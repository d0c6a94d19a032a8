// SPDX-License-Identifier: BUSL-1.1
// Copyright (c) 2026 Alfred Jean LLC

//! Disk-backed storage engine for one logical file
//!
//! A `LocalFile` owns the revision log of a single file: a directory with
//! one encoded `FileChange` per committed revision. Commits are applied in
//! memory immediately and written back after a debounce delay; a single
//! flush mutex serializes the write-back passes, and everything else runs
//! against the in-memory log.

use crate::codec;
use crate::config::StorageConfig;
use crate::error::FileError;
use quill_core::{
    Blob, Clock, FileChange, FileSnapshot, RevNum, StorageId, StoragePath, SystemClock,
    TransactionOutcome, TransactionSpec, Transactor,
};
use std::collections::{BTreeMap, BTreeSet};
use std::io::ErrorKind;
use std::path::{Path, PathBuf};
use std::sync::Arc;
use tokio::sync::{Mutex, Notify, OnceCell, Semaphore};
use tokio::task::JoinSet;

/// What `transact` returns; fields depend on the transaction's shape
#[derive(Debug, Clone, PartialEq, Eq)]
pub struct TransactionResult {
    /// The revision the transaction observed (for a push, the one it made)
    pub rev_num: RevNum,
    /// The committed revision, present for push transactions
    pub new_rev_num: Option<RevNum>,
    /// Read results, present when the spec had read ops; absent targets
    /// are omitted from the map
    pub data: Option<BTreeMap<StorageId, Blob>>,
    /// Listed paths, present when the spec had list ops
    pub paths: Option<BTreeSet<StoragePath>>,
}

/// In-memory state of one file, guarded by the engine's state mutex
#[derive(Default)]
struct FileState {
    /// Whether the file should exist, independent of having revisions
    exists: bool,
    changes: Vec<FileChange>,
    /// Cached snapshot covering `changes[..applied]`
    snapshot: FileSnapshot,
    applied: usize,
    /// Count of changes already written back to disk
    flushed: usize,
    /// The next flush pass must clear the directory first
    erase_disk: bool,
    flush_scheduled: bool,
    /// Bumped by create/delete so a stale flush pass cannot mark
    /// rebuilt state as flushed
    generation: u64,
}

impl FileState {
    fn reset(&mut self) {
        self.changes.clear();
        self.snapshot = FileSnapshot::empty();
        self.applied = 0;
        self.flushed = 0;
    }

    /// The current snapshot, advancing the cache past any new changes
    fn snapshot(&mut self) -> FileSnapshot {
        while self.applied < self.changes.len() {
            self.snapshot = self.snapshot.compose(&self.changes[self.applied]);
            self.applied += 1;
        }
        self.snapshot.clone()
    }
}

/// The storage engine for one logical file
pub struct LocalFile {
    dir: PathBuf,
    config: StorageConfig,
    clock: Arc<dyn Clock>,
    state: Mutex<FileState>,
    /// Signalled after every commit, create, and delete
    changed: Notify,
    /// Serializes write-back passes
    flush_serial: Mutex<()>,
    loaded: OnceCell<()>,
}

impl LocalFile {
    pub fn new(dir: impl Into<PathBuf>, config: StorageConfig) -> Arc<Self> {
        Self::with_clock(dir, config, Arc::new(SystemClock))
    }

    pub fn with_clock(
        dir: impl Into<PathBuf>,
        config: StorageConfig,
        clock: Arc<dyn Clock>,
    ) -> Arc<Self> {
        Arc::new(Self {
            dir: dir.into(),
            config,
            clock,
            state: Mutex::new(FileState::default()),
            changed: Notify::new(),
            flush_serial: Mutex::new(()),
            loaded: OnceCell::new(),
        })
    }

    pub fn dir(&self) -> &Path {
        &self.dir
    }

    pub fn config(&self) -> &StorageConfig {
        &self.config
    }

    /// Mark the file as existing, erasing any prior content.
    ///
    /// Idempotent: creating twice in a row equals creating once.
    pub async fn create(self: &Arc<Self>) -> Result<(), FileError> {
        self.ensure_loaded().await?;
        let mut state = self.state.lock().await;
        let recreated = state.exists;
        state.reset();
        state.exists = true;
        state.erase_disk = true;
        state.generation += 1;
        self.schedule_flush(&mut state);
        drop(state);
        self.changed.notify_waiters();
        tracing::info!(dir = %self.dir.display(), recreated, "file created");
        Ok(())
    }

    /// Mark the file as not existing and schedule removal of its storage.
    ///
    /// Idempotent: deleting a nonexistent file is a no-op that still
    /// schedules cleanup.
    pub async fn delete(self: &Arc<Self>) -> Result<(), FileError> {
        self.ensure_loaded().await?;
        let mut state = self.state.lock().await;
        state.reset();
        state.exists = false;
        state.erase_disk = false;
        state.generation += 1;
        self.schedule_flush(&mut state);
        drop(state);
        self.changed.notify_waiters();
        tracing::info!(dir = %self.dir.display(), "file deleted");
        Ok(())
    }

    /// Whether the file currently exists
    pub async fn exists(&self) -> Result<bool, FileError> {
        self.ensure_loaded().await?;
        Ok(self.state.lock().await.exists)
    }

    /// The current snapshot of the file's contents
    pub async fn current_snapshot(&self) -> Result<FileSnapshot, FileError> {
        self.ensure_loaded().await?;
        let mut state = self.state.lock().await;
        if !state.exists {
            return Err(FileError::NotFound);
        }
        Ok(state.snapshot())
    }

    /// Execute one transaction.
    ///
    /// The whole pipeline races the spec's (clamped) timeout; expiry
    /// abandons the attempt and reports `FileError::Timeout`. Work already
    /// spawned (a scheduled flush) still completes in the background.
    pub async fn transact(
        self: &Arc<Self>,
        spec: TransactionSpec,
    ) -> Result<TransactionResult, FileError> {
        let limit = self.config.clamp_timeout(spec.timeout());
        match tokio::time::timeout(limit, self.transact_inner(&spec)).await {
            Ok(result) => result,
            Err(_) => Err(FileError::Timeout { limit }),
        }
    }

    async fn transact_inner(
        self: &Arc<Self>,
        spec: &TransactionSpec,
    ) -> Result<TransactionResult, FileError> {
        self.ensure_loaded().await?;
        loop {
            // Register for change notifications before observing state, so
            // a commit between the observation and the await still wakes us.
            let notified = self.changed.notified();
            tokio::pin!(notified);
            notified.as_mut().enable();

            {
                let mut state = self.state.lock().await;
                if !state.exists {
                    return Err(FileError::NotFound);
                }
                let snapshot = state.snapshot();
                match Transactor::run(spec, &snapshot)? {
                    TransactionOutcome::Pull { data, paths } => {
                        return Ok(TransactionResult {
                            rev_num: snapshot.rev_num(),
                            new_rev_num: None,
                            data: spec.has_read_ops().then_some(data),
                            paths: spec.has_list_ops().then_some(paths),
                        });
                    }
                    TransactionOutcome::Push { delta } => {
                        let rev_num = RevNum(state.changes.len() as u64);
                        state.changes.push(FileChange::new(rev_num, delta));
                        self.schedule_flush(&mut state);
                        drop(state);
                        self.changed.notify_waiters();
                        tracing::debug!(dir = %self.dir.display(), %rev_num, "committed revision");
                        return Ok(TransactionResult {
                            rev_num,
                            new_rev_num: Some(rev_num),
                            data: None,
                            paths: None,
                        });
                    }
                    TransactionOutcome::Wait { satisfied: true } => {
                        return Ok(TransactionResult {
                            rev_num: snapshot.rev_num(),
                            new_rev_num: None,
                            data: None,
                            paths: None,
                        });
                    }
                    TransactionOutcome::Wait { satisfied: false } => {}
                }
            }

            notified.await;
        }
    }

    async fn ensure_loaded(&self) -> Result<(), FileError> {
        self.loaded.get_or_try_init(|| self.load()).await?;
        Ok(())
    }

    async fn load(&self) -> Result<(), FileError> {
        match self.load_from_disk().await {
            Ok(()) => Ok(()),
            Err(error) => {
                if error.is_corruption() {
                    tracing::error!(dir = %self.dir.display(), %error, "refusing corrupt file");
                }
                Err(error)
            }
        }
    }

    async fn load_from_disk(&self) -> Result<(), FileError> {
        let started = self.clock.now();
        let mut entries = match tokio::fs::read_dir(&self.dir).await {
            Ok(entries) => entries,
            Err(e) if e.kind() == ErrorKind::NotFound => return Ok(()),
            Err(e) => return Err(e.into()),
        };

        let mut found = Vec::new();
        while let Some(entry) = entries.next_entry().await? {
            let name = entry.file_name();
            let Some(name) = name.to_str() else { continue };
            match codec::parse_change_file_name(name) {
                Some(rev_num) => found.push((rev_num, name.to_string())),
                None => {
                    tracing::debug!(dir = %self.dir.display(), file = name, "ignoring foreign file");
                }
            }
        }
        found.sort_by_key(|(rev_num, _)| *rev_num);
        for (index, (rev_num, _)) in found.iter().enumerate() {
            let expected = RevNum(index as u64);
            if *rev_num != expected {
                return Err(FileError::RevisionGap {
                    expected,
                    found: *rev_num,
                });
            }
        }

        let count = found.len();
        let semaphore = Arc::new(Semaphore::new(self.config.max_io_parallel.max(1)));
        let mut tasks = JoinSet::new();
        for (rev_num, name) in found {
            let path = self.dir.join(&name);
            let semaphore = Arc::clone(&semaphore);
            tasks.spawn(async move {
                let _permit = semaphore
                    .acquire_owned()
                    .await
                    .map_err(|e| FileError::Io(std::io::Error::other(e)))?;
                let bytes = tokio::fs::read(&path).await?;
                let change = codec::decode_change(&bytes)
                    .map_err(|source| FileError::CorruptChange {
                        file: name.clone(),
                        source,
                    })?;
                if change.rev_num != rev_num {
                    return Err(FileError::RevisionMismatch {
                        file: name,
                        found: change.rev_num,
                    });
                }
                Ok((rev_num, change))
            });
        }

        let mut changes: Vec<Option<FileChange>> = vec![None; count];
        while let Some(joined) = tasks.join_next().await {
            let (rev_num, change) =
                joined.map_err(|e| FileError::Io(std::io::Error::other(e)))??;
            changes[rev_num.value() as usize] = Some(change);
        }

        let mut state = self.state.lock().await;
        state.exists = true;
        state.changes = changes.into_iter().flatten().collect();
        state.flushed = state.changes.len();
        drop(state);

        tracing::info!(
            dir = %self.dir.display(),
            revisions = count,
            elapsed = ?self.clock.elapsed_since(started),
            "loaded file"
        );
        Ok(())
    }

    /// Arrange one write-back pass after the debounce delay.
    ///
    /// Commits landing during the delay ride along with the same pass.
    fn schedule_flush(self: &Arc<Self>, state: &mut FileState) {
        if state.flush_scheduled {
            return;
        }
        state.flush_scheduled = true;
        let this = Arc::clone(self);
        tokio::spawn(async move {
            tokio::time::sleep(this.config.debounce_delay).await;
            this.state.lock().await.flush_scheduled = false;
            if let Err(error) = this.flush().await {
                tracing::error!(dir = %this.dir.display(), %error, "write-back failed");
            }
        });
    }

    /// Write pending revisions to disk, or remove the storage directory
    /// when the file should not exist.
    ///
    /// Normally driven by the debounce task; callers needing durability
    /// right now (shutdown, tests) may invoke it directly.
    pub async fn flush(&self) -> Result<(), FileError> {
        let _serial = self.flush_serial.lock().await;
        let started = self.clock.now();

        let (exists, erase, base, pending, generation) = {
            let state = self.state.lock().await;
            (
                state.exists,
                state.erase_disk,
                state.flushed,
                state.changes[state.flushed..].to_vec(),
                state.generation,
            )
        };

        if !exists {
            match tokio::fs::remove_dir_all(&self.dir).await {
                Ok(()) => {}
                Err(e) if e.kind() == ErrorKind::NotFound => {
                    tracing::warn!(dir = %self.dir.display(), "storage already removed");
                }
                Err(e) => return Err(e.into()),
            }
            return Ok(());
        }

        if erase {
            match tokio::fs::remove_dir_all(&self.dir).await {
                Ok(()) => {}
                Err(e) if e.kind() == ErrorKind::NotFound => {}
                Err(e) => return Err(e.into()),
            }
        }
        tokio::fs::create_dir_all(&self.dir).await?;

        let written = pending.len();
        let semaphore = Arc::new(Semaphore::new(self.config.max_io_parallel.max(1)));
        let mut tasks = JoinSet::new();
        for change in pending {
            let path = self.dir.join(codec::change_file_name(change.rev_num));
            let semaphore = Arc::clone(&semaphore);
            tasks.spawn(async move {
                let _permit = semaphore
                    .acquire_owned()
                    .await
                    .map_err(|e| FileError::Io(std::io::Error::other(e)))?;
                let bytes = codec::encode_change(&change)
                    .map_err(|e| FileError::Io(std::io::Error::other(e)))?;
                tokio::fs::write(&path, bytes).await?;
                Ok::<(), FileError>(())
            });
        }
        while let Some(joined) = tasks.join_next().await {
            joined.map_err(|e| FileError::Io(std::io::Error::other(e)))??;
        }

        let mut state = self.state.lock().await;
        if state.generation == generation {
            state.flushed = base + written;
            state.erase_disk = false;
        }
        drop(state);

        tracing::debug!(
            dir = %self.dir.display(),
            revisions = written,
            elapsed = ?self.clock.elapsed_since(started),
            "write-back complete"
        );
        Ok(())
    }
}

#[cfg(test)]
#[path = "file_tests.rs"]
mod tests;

◆ ◆ ◆ ◆ ◆

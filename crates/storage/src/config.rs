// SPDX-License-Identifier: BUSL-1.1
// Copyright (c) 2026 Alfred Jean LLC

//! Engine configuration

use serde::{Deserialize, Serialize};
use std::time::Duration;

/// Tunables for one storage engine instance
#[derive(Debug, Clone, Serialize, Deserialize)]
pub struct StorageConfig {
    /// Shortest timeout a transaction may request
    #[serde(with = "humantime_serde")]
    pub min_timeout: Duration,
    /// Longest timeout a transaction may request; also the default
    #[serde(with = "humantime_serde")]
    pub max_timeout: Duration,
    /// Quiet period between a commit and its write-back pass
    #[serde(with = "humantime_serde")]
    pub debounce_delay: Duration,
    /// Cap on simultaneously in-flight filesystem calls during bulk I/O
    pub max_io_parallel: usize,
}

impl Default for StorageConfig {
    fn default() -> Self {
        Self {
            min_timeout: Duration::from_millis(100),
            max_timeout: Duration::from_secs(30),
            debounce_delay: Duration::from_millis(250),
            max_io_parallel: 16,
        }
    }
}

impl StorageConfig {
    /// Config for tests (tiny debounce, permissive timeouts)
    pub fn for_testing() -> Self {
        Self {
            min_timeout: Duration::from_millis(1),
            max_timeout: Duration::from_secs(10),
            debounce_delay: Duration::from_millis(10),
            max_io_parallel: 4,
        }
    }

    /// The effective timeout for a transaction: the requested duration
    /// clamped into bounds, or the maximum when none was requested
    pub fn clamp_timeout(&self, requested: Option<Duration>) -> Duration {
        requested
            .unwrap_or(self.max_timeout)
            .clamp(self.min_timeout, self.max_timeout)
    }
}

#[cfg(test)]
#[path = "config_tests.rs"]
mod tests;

◆ ◆ ◆ ◆ ◆

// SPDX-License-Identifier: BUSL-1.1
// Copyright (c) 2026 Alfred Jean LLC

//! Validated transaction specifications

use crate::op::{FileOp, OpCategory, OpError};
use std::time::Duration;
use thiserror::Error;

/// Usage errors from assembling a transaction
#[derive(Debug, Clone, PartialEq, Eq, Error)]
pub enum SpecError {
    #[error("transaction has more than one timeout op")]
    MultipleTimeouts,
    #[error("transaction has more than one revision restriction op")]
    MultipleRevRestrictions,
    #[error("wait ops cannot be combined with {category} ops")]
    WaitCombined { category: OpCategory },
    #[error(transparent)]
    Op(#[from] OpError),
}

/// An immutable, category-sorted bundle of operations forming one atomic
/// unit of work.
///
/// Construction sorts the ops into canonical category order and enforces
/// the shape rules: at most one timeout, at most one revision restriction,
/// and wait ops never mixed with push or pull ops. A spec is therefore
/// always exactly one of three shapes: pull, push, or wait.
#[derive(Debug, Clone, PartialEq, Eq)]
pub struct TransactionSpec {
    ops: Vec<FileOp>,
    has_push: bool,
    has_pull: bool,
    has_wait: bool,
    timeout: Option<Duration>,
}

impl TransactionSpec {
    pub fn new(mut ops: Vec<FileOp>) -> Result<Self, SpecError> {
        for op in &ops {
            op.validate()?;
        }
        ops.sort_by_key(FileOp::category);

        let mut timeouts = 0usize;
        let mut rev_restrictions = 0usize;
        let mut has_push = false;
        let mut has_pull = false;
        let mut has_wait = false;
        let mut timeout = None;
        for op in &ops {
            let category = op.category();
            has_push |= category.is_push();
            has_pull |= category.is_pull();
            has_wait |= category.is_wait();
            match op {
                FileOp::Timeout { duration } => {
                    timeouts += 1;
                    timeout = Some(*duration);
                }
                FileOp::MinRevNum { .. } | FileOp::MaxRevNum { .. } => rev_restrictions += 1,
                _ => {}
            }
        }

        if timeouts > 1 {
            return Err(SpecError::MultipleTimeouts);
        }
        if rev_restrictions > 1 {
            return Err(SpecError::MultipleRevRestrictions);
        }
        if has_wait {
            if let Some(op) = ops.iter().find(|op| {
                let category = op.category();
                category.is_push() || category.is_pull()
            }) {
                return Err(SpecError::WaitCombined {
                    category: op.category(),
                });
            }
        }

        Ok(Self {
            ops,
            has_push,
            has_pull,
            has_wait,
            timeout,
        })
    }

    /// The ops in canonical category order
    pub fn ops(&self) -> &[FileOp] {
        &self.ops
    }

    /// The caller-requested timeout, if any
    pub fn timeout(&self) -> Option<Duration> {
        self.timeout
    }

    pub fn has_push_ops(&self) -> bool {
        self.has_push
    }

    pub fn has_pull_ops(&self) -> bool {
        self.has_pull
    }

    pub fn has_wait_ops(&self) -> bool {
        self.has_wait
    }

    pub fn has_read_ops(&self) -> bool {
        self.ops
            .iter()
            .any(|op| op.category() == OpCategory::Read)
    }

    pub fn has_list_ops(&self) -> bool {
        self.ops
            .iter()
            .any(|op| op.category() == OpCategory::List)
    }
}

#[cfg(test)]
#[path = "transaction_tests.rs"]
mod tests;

◆ ◆ ◆ ◆ ◆

**YOUR ASSIGNMENT:** Tally the lines of the listing in which the word "memory" occurs, and state the total alone.

**FINISHED TASK:** 3